Speaker of the House Scott Saiki said that on Friday, the state legislature is poised to approve legislation via Senate Bill 126 that will appropriate $90 million for health and safety protocols at the state airports.  “These funds will be used to provide a thermal screening program at the airports as well as a web based traveler application system, screening and testing facilities and supplies for our airport officials,” said Saiki.  “We know that there is some trepidation on the part of residents as we begin to reopen travel, but we are doing everything possible to ensure the safety of all of our residents as we begin to reopen the airports.”

Earlier today, Mayor Victorino said the “definitive timeline” would be announced.


Mayor Victorino said he supports the reopening with testing, policies and procedures in place, highlighting Hawai‘i as a safe destination for travelers.

“People who are healthy want to come to a healthy place–so let’s keep it the way… You the people have the opportunity to make the difference.  We can reopen our economy, diversify (as many of us are discussing right now), but most importantly, we can make Maui and Hawai‘i nō ka ‘oi,” said Mayor Victorino during the afternoon press briefing.

County of Maui officials say the governor’s announcement gives the visitor industry and businesses time to implement proper health and safety measures.  The county also has access to better virus information.  During a press conference this afternoon, Managing Director Sandy Baz said, “We understand that the virus is being transmitted before people are symptomatic, with 60-80% of transmission happening at a pre-symptomatic state, according to the Harvard T.H. Chan School of Public Health.”

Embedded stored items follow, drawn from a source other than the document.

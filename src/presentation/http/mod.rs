pub mod errors;
pub mod handlers;
pub mod middleware;
pub mod routes;
pub mod state;
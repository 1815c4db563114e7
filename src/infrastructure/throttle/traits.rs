use async_trait::async_trait;

#[cfg_attr(test, mockall::automock)]
#[async_trait]
pub trait SubmitThrottle: Send + Sync {
    /// `true` when the caller may proceed; `false` while a previous submit with the same key is cooling down.
    async fn try_acquire(&self, key: &str) -> bool;
}
use chrono::{Datelike, NaiveDate};
use serde::Serialize;

#[derive(Debug, Clone, Copy, Serialize, PartialEq, Eq)]
pub struct DailyQuote {
    pub text: &'static str,
    pub author: &'static str,
}

pub const QUOTES: &[DailyQuote] = &[
    DailyQuote {
        text: "कर्म करो, फल की चिंता मत करो।",
        author: "भगवद् गीता",
    },
    DailyQuote {
        text: "सेवा परमो धर्मः।",
        author: "संस्कृत सूक्ति",
    },
    DailyQuote {
        text: "जहाँ चाह, वहाँ राह।",
        author: "लोकोक्ति",
    },
    DailyQuote {
        text: "मन के हारे हार है, मन के जीते जीत।",
        author: "कबीर",
    },
    DailyQuote {
        text: "धीरे-धीरे रे मना, धीरे सब कुछ होय।",
        author: "कबीर",
    },
    DailyQuote {
        text: "सत्य ही ईश्वर है।",
        author: "महात्मा गांधी",
    },
    DailyQuote {
        text: "उठो, जागो और तब तक मत रुको जब तक लक्ष्य प्राप्त न हो जाए।",
        author: "स्वामी विवेकानंद",
    },
];

/// The quote shown on a given day: `day_of_month % QUOTES.len()`.
pub fn quote_for_day(date: NaiveDate) -> DailyQuote {
    QUOTES[date.day() as usize % QUOTES.len()]
}
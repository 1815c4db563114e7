use crate::{
    application::social::dto::{AddCommentRequest, LikeStatus},
    domain::social::{
        comment::{Comment, NewComment},
        like::LikeIdentity,
    },
    infrastructure::throttle::traits::SubmitThrottle,
    presentation::http::{
        errors::AppError,
        middleware::{user::MaybeUser, visitor::VisitorId},
        state::AppState,
    },
};
use axum::{
    Json,
    extract::{Path, State},
    http::{HeaderMap, StatusCode},
};
use uuid::Uuid;

fn extract_client_ip(headers: &HeaderMap) -> String {
    headers
        .get("x-forwarded-for")
        .and_then(|v| v.to_str().ok())
        .and_then(|s| s.split(',').next())
        .map(str::trim)
        .filter(|s| !s.is_empty())
        .or_else(|| {
            headers
                .get("x-real-ip")
                .and_then(|v| v.to_str().ok())
                .map(str::trim)
                .filter(|s| !s.is_empty())
        })
        .unwrap_or("127.0.0.1")
        .to_string()
}

pub fn viewer_identity(user: &MaybeUser, visitor: VisitorId) -> LikeIdentity {
    LikeIdentity::for_viewer(user.user_id(), visitor.0)
}

pub async fn get_likes(
    State(state): State<AppState>,
    Path(id): Path<Uuid>,
    user: MaybeUser,
    visitor: VisitorId,
) -> Result<Json<LikeStatus>, AppError> {
    let viewer = viewer_identity(&user, visitor);
    Ok(Json(state.social.like_status(id, viewer).await?))
}

pub async fn like_media(
    State(state): State<AppState>,
    Path(id): Path<Uuid>,
    user: MaybeUser,
    visitor: VisitorId,
) -> Result<Json<LikeStatus>, AppError> {
    let viewer = viewer_identity(&user, visitor);
    state.social.like(id, viewer).await?;
    Ok(Json(state.social.like_status(id, viewer).await?))
}

pub async fn unlike_media(
    State(state): State<AppState>,
    Path(id): Path<Uuid>,
    user: MaybeUser,
    visitor: VisitorId,
) -> Result<Json<LikeStatus>, AppError> {
    let viewer = viewer_identity(&user, visitor);
    state.social.unlike(id, viewer).await?;
    Ok(Json(state.social.like_status(id, viewer).await?))
}

pub async fn toggle_like(
    State(state): State<AppState>,
    Path(id): Path<Uuid>,
    user: MaybeUser,
    visitor: VisitorId,
) -> Result<Json<LikeStatus>, AppError> {
    let viewer = viewer_identity(&user, visitor);
    Ok(Json(state.social.toggle_like(id, viewer).await?))
}

pub async fn get_comments(
    State(state): State<AppState>,
    Path(id): Path<Uuid>,
) -> Result<Json<Vec<Comment>>, AppError> {
    Ok(Json(state.social.get_comments(id).await?))
}

pub async fn add_comment(
    State(state): State<AppState>,
    Path(id): Path<Uuid>,
    user: MaybeUser,
    headers: HeaderMap,
    Json(body): Json<AddCommentRequest>,
) -> Result<(StatusCode, Json<Comment>), AppError> {
    let comment = NewComment::new(id, &body.content, user.user_id(), body.name.as_deref())?;

    let submitter = user
        .user_id()
        .map(|uid| uid.to_string())
        .unwrap_or_else(|| extract_client_ip(&headers));
    if !state
        .throttle
        .try_acquire(&format!("comment:{}:{}", id, submitter))
        .await
    {
        return Err(AppError::RateLimited);
    }

    let comment = state.social.add_comment(comment).await?;
    Ok((StatusCode::CREATED, Json(comment)))
}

Baz further noted that the primary transmission for eh virus is airborne, highlighting the importance of wearing a mask when possible.

In earlier discussion, the Mayor had suggested a second test upon arrival to effectively increase the likelihood of catching individuals who may have developed COVID while in transit or upon arrival.  Baz said he believes this is something that the Mayor will continue to advocate for.

“The idea of having people test negative prior to travel is incredibly important to make sure they’re not positive on the flight when they’re coming over.  But when they come here, there’s still a chance that they were either asymptomatic or caught it maybe at the airport or on the airplane from somebody else.  So we want to make sure that they have the ability to get tested here, and if they have it, to not spread it around our community,” said Baz.